Meine sind leider sehr kostspielig auser das mit den Fässern, aber dies finde ich nicht so gut! 

Habt ihr idee wenn ja dann schreib, freu mich über eure meinung und ideen!
gruß nico


----------



## Koi-Uwe (22. Feb. 2009)

*AW: Filterbau / Innenteich*

Ich habe dem Beitrag mal ein neues Thema gegönnt. Ist hier besser aufgehoben


----------



## Koi-Uwe (22. Feb. 2009)

*AW: Filterbau / Innenteich*

Also so richtig kann ich dir nicht folgen 

Wie willst du in einem Gewächshaus von 2,2 x 3,0 Meter einen Filter von min. 1,2 x 1,2 Meter plus Vorfilter und ein Becken mit 1,5 x 2,8 Meter bauen. Das wird wohl nicht passen.


----------



## rainthanner (22. Feb. 2009)

*AW: Filterbau / Innenteich*

Hallo Nico, 

vielleicht aus PE-Platten fertig geschweißt. Markus Moche mit seiner Fa. Mamo-Koi http://www.mamo-koi.de/ macht dies ganz prima.  
Oder nur den Aushub mit Styrodur verkleiden und eine Folie einschweißen. 
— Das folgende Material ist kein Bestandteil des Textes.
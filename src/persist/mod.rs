/// Relational Persistence Layer
///
/// SQLite-backed storage that lives outside the resource store:
/// - Connection and schema bootstrap
/// - Archive of completed workflows (list/get/resubmit/delete)
/// - Offloaded node status for workflows too large to pack

// Pool creation and schema
pub mod database;

// Completed-workflow archive
pub mod archive;

// Node status offload table
pub mod offload;

// Pack/offload around resource store reads and writes
pub mod status;

pub use archive::{ArchiveFilter, ArchiveRepository, ArchivedWorkflow};
pub use database::Database;
pub use offload::OffloadRepository;
pub use status::StatusPersister;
Egal wie du das letztlich machst, wichtig auch hier: 
Nicht ohne Bodenablauf. 

Gruß Rainer


----------



## nico1985 (22. Feb. 2009)

*AW: Filterbau / Innenteich*

Danke Uwe ich wusste nicht wie man ein neues thema erstellt!

Ja etwas verwirrent! bin nicht so der Erklärbär!! Vorne links soll das Fass hin das ist 1,2m lang und 1m breit.  Das becken würde dann halt oben von links 80cm breit  nach rechts 1,5m  breit schräg zu laufen! 

gruß nico


----------



## nico1985 (22. Feb. 2009)

*AW: Filterbau / Innenteich*

Das wär bestimmt ne ganz gute sache aber was würde man denn wohl dafür bezahlen? Ich bin leider kein Milionär! Naklar bodenablauf und skimmer sind schon mit in Planung! 

was ist den Styrodur ?  Vielleicht oben rum noch ein holzgestell basteln das der teich noch 30-40 cm aus den boden guckt und dann Folie rein tun!:


----------



## nico1985 (11. Juni 2009)

*AW: Filterbau / Innenteich*

Halli Hallo, mein Filterhaus ist fast fertig!!! Hier die bilder!

 

 

 
Sieht doch ganz schick aus oder? jetzt noch Vandex 3 mal gestrichen und fertig! oder gibts da noch was besseres????

gruß nico


----------



## nico1985 (20. Juni 2009)

*AW: Filter ist Fertig*



 

 

 

 So der Filter ist fertig hier ein paar schöne bilder davon


----------